消費者の立場に立った食品表示を

遺伝子組み換え作物に続き、クローン牛も

福祉健康委員会に、食品の表示義務強化について、国への意見書提出を求める陳情が出されました。具体的には、加工食品、遺伝子組み換え食品、クローン牛についての表示の厳格化を求める趣旨です。

食品表示は、消費者の知る権利と、事故が発生した時に製品回収などを行う手がかりとしてとても重要な情報です。しかし、費用や手間がかかるという小売店側の事業への配慮などにより、未だ確立していません。事業者に有利に働く現状は、一方で消費者を混乱させており、知る権利が阻害されている状況は改善しなければなりません。

加工食品の原料原産地表示は、2006年に義務化する品目数が拡大されています。その中で、牛肉のたたきは対象となりましたが、ローストビーフは対象外に。加工の仕方が違うという、消費者にまったくわかりにくい理由によるものですが、アメリカで発生したBSEのこともあり、消費者はどのような牛肉加工品であっても、原産国を知りたいと考えているはず。そしてそれに応えるのが行政の仕事です。
 
お刺身も、消費者は生鮮食品と考えがちですが、2種以上の盛り合わせになるとJAS法では加工食品扱いになります。このように消費者の感覚、考えからずれているのが実状なのです。やはり表示の目的を果たすためには、あらゆる加工食品に原料原産地表示を義務付けることが大原則です。

また、使われているのに、表示が免除されているものもあります。原材料の製造や加工に使われるもので、その製品の製造には直接使われていないもの、また、加工の際に使われる添加物など。何よりも問題なのは「無添加」と表示することに法律の基準が何もないことです。消費者は当然何も添加物がない、と判断しますが、実際はそうではないのです。大手メーカーでは、自主規制をしているようですが、中小メーカーでは依然として「無添加」表示が横行しています。「無着色たらこ」にも、発がん性物質である亜硝酸ナトリウムが使われているといいます。こうした実態とかけ離れた状況については、速やかに消費者に分かる表示に変えなければなりません。

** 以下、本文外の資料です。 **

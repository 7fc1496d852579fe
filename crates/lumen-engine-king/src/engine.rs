//! The King render engine.

use lumen_core::{Camera, Color, Film, Scene};
use lumen_host::{RenderEngine, RenderError, RenderSettings};

/// Facing-ratio preview engine.
///
/// Ignores `samples` and `max_bounces`; every pixel is a single primary
/// ray shaded without recursion.
#[derive(Debug, Default)]
pub struct KingEngine;

impl KingEngine {
    /// Registry key for this engine.
    pub const NAME: &'static str = "king";

    pub fn new() -> Self {
        Self
    }

    fn shade(scene: &Scene, camera: &Camera, x: u32, y: u32) -> Color {
        let ray = camera.primary_ray(x, y);
        match scene.intersect(&ray) {
            Some((hit, material)) => {
                let facing = hit.normal.dot(-ray.direction.normalize()).max(0.0);
                let albedo = material.surface_color();
                Color::new(
                    albedo.r * facing,
                    albedo.g * facing,
                    albedo.b * facing,
                    albedo.a,
                )
            }
            None => scene.world().background(ray.direction),
        }
    }
}

impl RenderEngine for KingEngine {
    fn name(&self) -> &str {
        Self::NAME
    }

    fn render(
        &self,
        scene: &Scene,
        camera: &Camera,
        _settings: &RenderSettings,
    ) -> Result<Film, RenderError> {
        let resolution = camera.resolution();
        tracing::info!(
            width = resolution.width,
            height = resolution.height,
            objects = scene.len(),
            "king preview render started"
        );

        let mut film = Film::new(resolution);
        for y in 0..resolution.height {
            for x in 0..resolution.width {
                film.set_pixel(x, y, Self::shade(scene, camera, x, y));
            }
        }
        Ok(film)
    }
}

#[cfg(test)]
mod tests {
    use std::sync::Arc;

    use glam::Vec3;
    use lumen_core::{Diffuse, Resolution, Sphere};

    use super::*;

    fn camera() -> Camera {
        Camera::new(Resolution::new(3, 3), Vec3::ZERO, Vec3::X, 50.0, 18.0)
    }

    #[test]
    fn test_miss_shades_background() {
        let scene = Scene::new();
        let film = KingEngine::new()
            .render(&scene, &camera(), &RenderSettings::default())
            .unwrap();

        // Top row looks above the horizon, bottom row below it.
        assert_eq!(film.pixel(1, 0), Some(scene.world().sky_color.to_rgba8()));
        assert_eq!(film.pixel(1, 2), Some(scene.world().ground_color.to_rgba8()));
    }

    #[test]
    fn test_head_on_hit_shades_full_albedo() {
        let albedo = Color::new(0.8, 0.2, 0.1, 1.0);
        let mut scene = Scene::new();
        scene.add_object(Box::new(Sphere::new(
            Vec3::new(5.0, 0.0, 0.0),
            1.0,
            Arc::new(Diffuse::new(albedo, 0.5)),
        )));

        // The center pixel hits the sphere dead on, so the facing ratio
        // is 1 and the pixel is the raw albedo.
        let film = KingEngine::new()
            .render(&scene, &camera(), &RenderSettings::default())
            .unwrap();
        assert_eq!(film.pixel(1, 1), Some(albedo.to_rgba8()));
    }

    #[test]
    fn test_deterministic_output() {
        let mut scene = Scene::new();
        scene.add_object(Box::new(Sphere::new(
            Vec3::new(5.0, 0.0, 0.0),
            1.0,
            Arc::new(Diffuse::new(Color::new(0.5, 0.5, 0.5, 1.0), 0.5)),
        )));

        let engine = KingEngine::new();
        let first = engine
            .render(&scene, &camera(), &RenderSettings::default())
            .unwrap();
        let second = engine
            .render(&scene, &camera(), &RenderSettings::default())
            .unwrap();
        assert_eq!(first.into_raw(), second.into_raw());
    }
}
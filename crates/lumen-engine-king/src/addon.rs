//! Addon adapter exposing the King engine to the host.

use std::sync::Arc;

use lumen_host::{Addon, AddonError, AddonInfo, EngineHandle, EngineRegistry, HostVersion, RenderEngine};

use crate::engine::KingEngine;

/// Registers [`KingEngine`] with a render host.
#[derive(Debug)]
pub struct KingAddon {
    info: AddonInfo,
}

impl KingAddon {
    pub fn new() -> Self {
        Self {
            info: AddonInfo {
                name: "King Render Engine".to_string(),
                author: "Lumen Contributors".to_string(),
                description: "Deterministic facing-ratio preview renderer".to_string(),
                host_version: HostVersion::new(3, 2, 0),
                category: "Render".to_string(),
            },
        }
    }
}

impl Default for KingAddon {
    fn default() -> Self {
        Self::new()
    }
}

impl Addon for KingAddon {
    fn info(&self) -> &AddonInfo {
        &self.info
    }

    fn engine(&self) -> Arc<dyn RenderEngine> {
        Arc::new(KingEngine::new())
    }

    fn register(&self, registry: &mut EngineRegistry) -> Result<EngineHandle, AddonError> {
        Ok(registry.register(self.engine())?)
    }

    fn unregister(&self, registry: &mut EngineRegistry) -> Result<(), AddonError> {
        registry.unregister(KingEngine::NAME)?;
        Ok(())
    }
}
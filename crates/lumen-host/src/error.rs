//! Error types for the addon host.

use thiserror::Error;

use crate::addon::HostVersion;

/// Errors from the engine registry.
#[derive(Debug, Clone, Error)]
pub enum RegistryError {
    #[error("engine '{0}' is already registered")]
    AlreadyRegistered(String),

    #[error("engine '{0}' is not registered")]
    NotRegistered(String),

    #[error("stale handle for engine '{name}': held revision {held}, current revision {current}")]
    StaleHandle {
        name: String,
        held: u32,
        current: u32,
    },
}

/// Errors surfaced by addon lifecycle operations.
///
/// Failures inside an addon's engine implementation cross the adapter
/// boundary unmodified via the `Delegation` variant.
#[derive(Debug, Error)]
pub enum AddonError {
    #[error(transparent)]
    Registry(#[from] RegistryError),

    /// An error raised by the addon's implementation, passed through
    /// without rewrapping or local recovery.
    #[error(transparent)]
    Delegation(Box<dyn std::error::Error + Send + Sync>),

    #[error("addon '{name}' requires host {required}, but the host is {actual}")]
    IncompatibleHost {
        name: String,
        required: HostVersion,
        actual: HostVersion,
    },

    #[error("addon '{0}' is already installed")]
    AlreadyInstalled(String),

    #[error("addon '{0}' is already enabled")]
    AlreadyEnabled(String),

    #[error("addon '{0}' is not enabled")]
    NotEnabled(String),

    #[error("no installed addon named '{0}'")]
    UnknownAddon(String),
}
//! Rays and intersection records.

use glam::Vec3;

/// A ray with an origin and an (unnormalized) direction.
#[derive(Debug, Clone, Copy, PartialEq)]
pub struct Ray {
    pub origin: Vec3,
    pub direction: Vec3,
}

impl Ray {
    pub fn new(origin: Vec3, direction: Vec3) -> Self {
        Self { origin, direction }
    }

    /// The point `t` units along the normalized direction.
    pub fn at(&self, t: f32) -> Vec3 {
        self.origin + self.direction.normalize() * t
    }
}

/// An intersection between a ray and a primitive.
#[derive(Debug, Clone, Copy, PartialEq)]
pub struct Hit {
    /// Distance from the ray origin along the normalized direction.
    pub depth: f32,
    /// Intersection point in world space.
    pub point: Vec3,
    /// Surface normal at the intersection (unit length).
    pub normal: Vec3,
}

#[cfg(test)]
mod tests {
    use super::*;

    #[test]
    fn test_ray_at_normalizes_direction() {
        let ray = Ray::new(Vec3::ZERO, Vec3::new(0.0, 0.0, 10.0));
        assert_eq!(ray.at(2.0), Vec3::new(0.0, 0.0, 2.0));
    }
}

クローン牛については、日本の食品安全委員会は、今年9月、体細胞クローン由来の食品の安全性について、問題なし、とする評価をまとめました。しかし、クローン牛に死産が多いことや、肥育の過程での病死の多発について、その原因は未だ科学的に解明されていません。これまでとは全く違った方法で生まれた牛ということをきちんと表示し、情報提供しなければ、食べたくないと思っていても、消費者は選別することができません。食品安全委員会は、従来の牛とクローン牛に違いはない、実質的同等だと言っているわけですが、遺伝子組み換え作物についても、輸入が始まった1996年当初、行政は実質同等性を主張していました。しかし、その後、不完全とはいえ、徐々に遺伝子組み換え食品の表示がなされるようになりました。全国の消費者による220万筆もの署名が国を動かしてきた成果でもありますが、クローン牛も同じことが言えるのではないでしょうか。

世界の表示制度を見ても、遺伝子組み換え作物を大量生産しているアメリカやカナダでは表示の義務化はされていませんが、EUでは厳格な義務が課せられています。安全性の確たる保証もないままに、世界中で最も遺伝子組み換え作物を食べさせられている日本だからこそ、EU並みの表示制度の確立が必要であり、クローン牛、加工食品についても同様です。